The answer is every line in the data below that contains the word "Debug".

(Stored data)
+++
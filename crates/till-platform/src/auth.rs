//! Auth/session provider client: password grant, refresh grant, sign-up,
//! sign-out, and a broadcast stream of session transitions.

use crate::claims::TokenClaims;
use crate::error::{PlatformError, Result as PlatformResult};

use std::time::Duration;

use chrono::Utc;
use log::{info, warn};
use serde::Deserialize;
use serde_json::{Value, json};
use till_config::PlatformConfig;
use till_core::{Session, UserMeta};
use tokio::sync::{RwLock, broadcast};
use uuid::Uuid;

const EVENT_CHANNEL_CAPACITY: usize = 16;
const HTTP_TIMEOUT: Duration = Duration::from_secs(30);

/// Session transition notification.
#[derive(Debug, Clone)]
pub enum AuthEvent {
    SignedIn { user: UserMeta },
    TokenRefreshed { user: UserMeta },
    SignedOut,
}

/// Token grant response from the auth service.
#[derive(Debug, Deserialize)]
struct TokenResponse {
    access_token: String,
    refresh_token: String,
    expires_in: i64,
    user: AuthUser,
}

#[derive(Debug, Deserialize)]
struct AuthUser {
    id: Uuid,
    email: Option<String>,
    #[serde(default)]
    user_metadata: UserMetadata,
}

#[derive(Debug, Default, Deserialize)]
struct UserMetadata {
    display_name: Option<String>,
    full_name: Option<String>,
    name: Option<String>,
}

impl UserMetadata {
    fn best_name(self) -> Option<String> {
        self.display_name.or(self.full_name).or(self.name)
    }
}

/// Authenticated session holder. Owns the in-memory token pair and emits
/// `AuthEvent`s on every transition; listeners drive hydration off those.
pub struct AuthClient {
    http: reqwest::Client,
    base_url: String,
    anon_key: String,
    redirect_target: String,
    refresh_margin: Duration,
    session: RwLock<Option<Session>>,
    events: broadcast::Sender<AuthEvent>,
}

impl AuthClient {
    pub fn new(config: &PlatformConfig) -> Self {
        let http = reqwest::Client::builder()
            .timeout(HTTP_TIMEOUT)
            .build()
            .expect("Failed to create HTTP client");

        let (events, _) = broadcast::channel(EVENT_CHANNEL_CAPACITY);

        Self {
            http,
            base_url: config.base_url.trim_end_matches('/').to_string(),
            anon_key: config.anon_key.clone(),
            redirect_target: config.redirect_target().to_string(),
            refresh_margin: Duration::from_secs(config.token_refresh_margin_secs),
            session: RwLock::new(None),
            events,
        }
    }

    /// Subscribe to session transitions for the lifetime of the caller.
    pub fn subscribe(&self) -> broadcast::Receiver<AuthEvent> {
        self.events.subscribe()
    }

    /// The session currently held in memory, if any.
    pub async fn current_session(&self) -> Option<Session> {
        self.session.read().await.clone()
    }

    /// Sign in with the password grant. Credential failures surface to the
    /// caller directly; they are never retried.
    pub async fn sign_in(&self, email: &str, password: &str) -> PlatformResult<Session> {
        let url = format!("{}/auth/v1/token?grant_type=password", self.base_url);
        let resp = self
            .http
            .post(&url)
            .header("apikey", &self.anon_key)
            .json(&json!({ "email": email, "password": password }))
            .send()
            .await?;

        let status = resp.status();
        if !status.is_success() {
            let body = resp.json::<Value>().await.unwrap_or(Value::Null);
            return Err(PlatformError::auth(
                status.as_u16(),
                auth_error_message(&body),
            ));
        }

        let token: TokenResponse = resp.json().await?;
        let session = self.install(token).await;
        let _ = self.events.send(AuthEvent::SignedIn {
            user: session.user.clone(),
        });
        info!("Signed in as {}", session.user.id);
        Ok(session)
    }

    /// Register a new account. The confirmation redirect goes to the
    /// configured site URL, falling back to the project base URL.
    ///
    /// Returns a session when the project confirms accounts immediately,
    /// None when email confirmation is pending.
    pub async fn sign_up(
        &self,
        email: &str,
        password: &str,
        name: &str,
    ) -> PlatformResult<Option<Session>> {
        let url = format!("{}/auth/v1/signup", self.base_url);
        let resp = self
            .http
            .post(&url)
            .header("apikey", &self.anon_key)
            .query(&[("redirect_to", self.redirect_target.as_str())])
            .json(&json!({
                "email": email,
                "password": password,
                "data": { "display_name": name },
            }))
            .send()
            .await?;

        let status = resp.status();
        if !status.is_success() {
            let body = resp.json::<Value>().await.unwrap_or(Value::Null);
            return Err(PlatformError::auth(
                status.as_u16(),
                auth_error_message(&body),
            ));
        }

        let body: Value = resp.json().await?;
        if body.get("access_token").is_some() {
            let token: TokenResponse = serde_json::from_value(body)
                .map_err(|e| PlatformError::auth(status.as_u16(), e.to_string()))?;
            let session = self.install(token).await;
            let _ = self.events.send(AuthEvent::SignedIn {
                user: session.user.clone(),
            });
            return Ok(Some(session));
        }

        info!("Sign-up accepted for {email}, confirmation pending");
        Ok(None)
    }

    /// Exchange the refresh token for a new token pair.
    pub async fn refresh_session(&self) -> PlatformResult<Session> {
        let refresh_token = self
            .session
            .read()
            .await
            .as_ref()
            .map(|s| s.refresh_token.clone())
            .ok_or_else(PlatformError::not_signed_in)?;

        let url = format!("{}/auth/v1/token?grant_type=refresh_token", self.base_url);
        let resp = self
            .http
            .post(&url)
            .header("apikey", &self.anon_key)
            .json(&json!({ "refresh_token": refresh_token }))
            .send()
            .await?;

        let status = resp.status();
        if !status.is_success() {
            let body = resp.json::<Value>().await.unwrap_or(Value::Null);
            return Err(PlatformError::auth(
                status.as_u16(),
                auth_error_message(&body),
            ));
        }

        let token: TokenResponse = resp.json().await?;
        let session = self.install(token).await;
        let _ = self.events.send(AuthEvent::TokenRefreshed {
            user: session.user.clone(),
        });
        Ok(session)
    }

    /// Drop the local session and attempt upstream token revocation.
    /// Revocation failure only warns; the local session is always cleared.
    pub async fn sign_out(&self) -> PlatformResult<()> {
        let session = self.session.write().await.take();

        if let Some(session) = session {
            let url = format!("{}/auth/v1/logout", self.base_url);
            let result = self
                .http
                .post(&url)
                .header("apikey", &self.anon_key)
                .bearer_auth(&session.access_token)
                .send()
                .await;

            match result {
                Ok(resp) if !resp.status().is_success() => {
                    warn!("Token revocation returned HTTP {}", resp.status());
                }
                Err(e) => warn!("Token revocation failed: {e}"),
                _ => {}
            }
        }

        let _ = self.events.send(AuthEvent::SignedOut);
        Ok(())
    }

    /// Current access token, refreshed first when it is closer to expiry
    /// than the configured margin.
    pub async fn fresh_access_token(&self) -> PlatformResult<String> {
        let session = self
            .current_session()
            .await
            .ok_or_else(PlatformError::not_signed_in)?;

        if session.expires_within(self.refresh_margin) {
            let refreshed = self.refresh_session().await?;
            return Ok(refreshed.access_token);
        }

        Ok(session.access_token)
    }

    /// Claims from the current access token.
    pub async fn claims(&self) -> PlatformResult<TokenClaims> {
        let session = self
            .current_session()
            .await
            .ok_or_else(PlatformError::not_signed_in)?;
        TokenClaims::decode(&session.access_token)
    }

    async fn install(&self, token: TokenResponse) -> Session {
        let session = Session {
            access_token: token.access_token,
            refresh_token: token.refresh_token,
            expires_at: Utc::now() + chrono::Duration::seconds(token.expires_in),
            user: UserMeta {
                id: token.user.id,
                email: token.user.email,
                name: token.user.user_metadata.best_name(),
            },
        };

        *self.session.write().await = Some(session.clone());
        session
    }
}

/// Best-effort descriptive message from an auth error payload.
fn auth_error_message(body: &Value) -> String {
    for key in ["error_description", "msg", "message", "error"] {
        if let Some(message) = body.get(key).and_then(Value::as_str) {
            return message.to_string();
        }
    }
    "Unknown auth error".to_string()
}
+++
The answer =
#[derive(Debug, Clone)]
#[derive(Debug, Deserialize)]
#[derive(Debug, Deserialize)]
#[derive(Debug, Default, Deserialize)]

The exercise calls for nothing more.